By Penny Bouloutza
From simple syrups, eye drops, balms and pills to suppositories combining a multitude of ingredients, pharmaceutics has been a precision science since antiquity.
Used through the ages to cure a vast variety of ailments and diseases, pharmaceutics has its roots in the combination of medicinal plants and roots. In fact, Hippocrates’ (ca 460 - ca 370 BC) writings mention at least 250 medicinal plants in his studies, while Galen of Pergamon (AD 129-199), the most accomplished of antiquity’s medical researchers, described in his so-called Galenic Formulations medicines that combine up to 100 different ingredients each.
In AD 1300, the Byzantine physician Nicholas Myrepsos compiled a compendium of more that 2,200 medicines, many of which concerned mixtures of three to five different ingredients.
This knowledge has been passed down from antiquity and remains very much alive in the present day, being used by researchers the world over in groundbreaking discoveries, while it was also the subject of a recent symposium organized by the International Hippocrates Institute of Kos on the southeastern Aegean island.
According to the institute’s president, Professor Stefanos Geroulanos, the ancients mostly used herbs and other plants in their concoctions, but also minerals and animal matter such as ivory, lions’ teeth and even feces.
Among the most renowned medicinal ingredients during antiquity was the so-called “Limnia Gi” or Earth of Limnos, an export product used to heal wounds which was mined from a spot almost in the center of the northeastern Aegean island and mixed with animal blood. The mixture, which contained high levels of iron, was packaged and sealed with wax.

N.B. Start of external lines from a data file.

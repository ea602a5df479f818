//! Metric terms of the terrain-following transform.
//!
//! All metrics are evaluated from the node-centred height field `z_nd` with
//! the same corner stencils the advection kernels use, so a flux computed at
//! a face and the metric applied to it always see identical heights.
//!
//! With ζ the computational vertical coordinate:
//!
//! ```text
//! h_zeta = ∂z/∂ζ     (vertical stretching, 1 on a flat uniform grid)
//! h_xi   = ∂z/∂x     (terrain slope in x, 0 on a flat grid)
//! h_eta  = ∂z/∂y     (terrain slope in y, 0 on a flat grid)
//! detJ   = h_zeta at the cell centre
//! ```

use crate::field::Field;

/// ∂z/∂ζ at the x-face `(i, j, k)`.
#[inline]
pub fn h_zeta_at_iface(i: i32, j: i32, k: i32, inv_cell_size: &[f64; 3], z_nd: &Field) -> f64 {
    0.5 * inv_cell_size[2]
        * (z_nd[(i, j, k + 1)] + z_nd[(i, j + 1, k + 1)] - z_nd[(i, j, k)] - z_nd[(i, j + 1, k)])
}

/// ∂z/∂ζ at the y-face `(i, j, k)`.
#[inline]
pub fn h_zeta_at_jface(i: i32, j: i32, k: i32, inv_cell_size: &[f64; 3], z_nd: &Field) -> f64 {
    0.5 * inv_cell_size[2]
        * (z_nd[(i, j, k + 1)] + z_nd[(i + 1, j, k + 1)] - z_nd[(i, j, k)] - z_nd[(i + 1, j, k)])
}

/// ∂z/∂ζ at the cell centre `(i, j, k)`.
#[inline]
pub fn h_zeta_at_cell_center(
    i: i32,
    j: i32,
    k: i32,
    inv_cell_size: &[f64; 3],
    z_nd: &Field,
) -> f64 {
    0.25 * inv_cell_size[2]
        * (z_nd[(i, j, k + 1)] + z_nd[(i + 1, j, k + 1)] + z_nd[(i, j + 1, k + 1)]
            + z_nd[(i + 1, j + 1, k + 1)]
            - z_nd[(i, j, k)]
            - z_nd[(i + 1, j, k)]
            - z_nd[(i, j + 1, k)]
            - z_nd[(i + 1, j + 1, k)])
}

/// ∂z/∂ζ at the z-face `(i, j, k)`: mean of the two adjacent cell centres.
#[inline]
pub fn h_zeta_at_kface(i: i32, j: i32, k: i32, inv_cell_size: &[f64; 3], z_nd: &Field) -> f64 {
    0.5 * (h_zeta_at_cell_center(i, j, k - 1, inv_cell_size, z_nd)
        + h_zeta_at_cell_center(i, j, k, inv_cell_size, z_nd))
}

/// Terrain slope ∂z/∂x at the z-face `(i, j, k)`.
#[inline]
pub fn h_xi_at_kface(i: i32, j: i32, k: i32, inv_cell_size: &[f64; 3], z_nd: &Field) -> f64 {
    0.5 * inv_cell_size[0]
        * (z_nd[(i + 1, j, k)] + z_nd[(i + 1, j + 1, k)] - z_nd[(i, j, k)] - z_nd[(i, j + 1, k)])
}

/// Terrain slope ∂z/∂y at the z-face `(i, j, k)`.
#[inline]
pub fn h_eta_at_kface(i: i32, j: i32, k: i32, inv_cell_size: &[f64; 3], z_nd: &Field) -> f64 {
    0.5 * inv_cell_size[1]
        * (z_nd[(i, j + 1, k)] + z_nd[(i + 1, j + 1, k)] - z_nd[(i, j, k)] - z_nd[(i + 1, j, k)])
}

/// Terrain slope ∂z/∂x at the x-face `(i, j, k)`.
#[inline]
pub fn h_xi_at_iface(i: i32, j: i32, k: i32, inv_cell_size: &[f64; 3], z_nd: &Field) -> f64 {
    0.125
        * inv_cell_size[0]
        * (z_nd[(i + 1, j, k)] + z_nd[(i + 1, j + 1, k)] + z_nd[(i + 1, j, k + 1)]
            + z_nd[(i + 1, j + 1, k + 1)]
            - z_nd[(i - 1, j, k)]
            - z_nd[(i - 1, j + 1, k)]
            - z_nd[(i - 1, j, k + 1)]
            - z_nd[(i - 1, j + 1, k + 1)])
}

/// Terrain slope ∂z/∂y at the y-face `(i, j, k)`.
#[inline]
pub fn h_eta_at_jface(i: i32, j: i32, k: i32, inv_cell_size: &[f64; 3], z_nd: &Field) -> f64 {
    0.125
        * inv_cell_size[1]
        * (z_nd[(i, j + 1, k)] + z_nd[(i + 1, j + 1, k)] + z_nd[(i, j + 1, k + 1)]
            + z_nd[(i + 1, j + 1, k + 1)]
            - z_nd[(i, j - 1, k)]
            - z_nd[(i + 1, j - 1, k)]
            - z_nd[(i, j - 1, k + 1)]
            - z_nd[(i + 1, j - 1, k + 1)])
}

/// Height of the z-face centre `(i, j, k)`: mean of its four corner nodes.
#[inline]
pub fn z_at_kface(i: i32, j: i32, k: i32, z_nd: &Field) -> f64 {
    0.25 * (z_nd[(i, j, k)] + z_nd[(i + 1, j, k)] + z_nd[(i, j + 1, k)] + z_nd[(i + 1, j + 1, k)])
}

/// Height of the cell centre `(i, j, k)`.
#[inline]
pub fn z_at_cell_center(i: i32, j: i32, k: i32, z_nd: &Field) -> f64 {
    0.5 * (z_at_kface(i, j, k, z_nd) + z_at_kface(i, j, k + 1, z_nd))
}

In many cases, ancient medicines worked by virtue of their placebo effect, according to scientists. Such was the case with gold, which in recent years has been hailed as a treatment for rheumatism, though conclusive studies have yet to be confirmed.
In ancient times, gold dust was mixed in food and, according to Geroulanos, was the signature ingredient in the famous Viennese schnitzel, a recipe that was a closely guarded secret in the kitchens of the Palaiologos court that made its way to Vienna via Spain through wedlock. The Byzantine schnitzel owed its color to the gold dust in the crust in which the pork was cooked, while later the gold was replaced by more mundane ingredients.
However, many of the healing plants and herbs of antiquity continue to be used today either in conventional pharmaceutics or in homeopathic remedies. Among these are the arbutus berry, extracts of which are still used as an anticoagulant and which Hippocrates suggested as a cure for thrombophlebitis.
The European yew, or Taxus baccata, contains one of the sources of a drug used in certain types of cancer treatments, as does the periwinkle flower. Another plant that has made a comeback is wormwood, which is used to tackle malaria, as well as white willow, which Hippocrates used as an analgesic.
“The best medicine for a sore throat,” according to Geroulanos, “is camomile tea with honey and lemon, a concoction that dates back to the ancients, who made a variety of syrups based on honey.”
According to the professor, they used honey mixed with water, vinegar or plant or herbal extracts. Meanwhile, another treatment that has survived from antiquity is a balm for liver spots made of warmed olive oil, beeswax and mastic gum.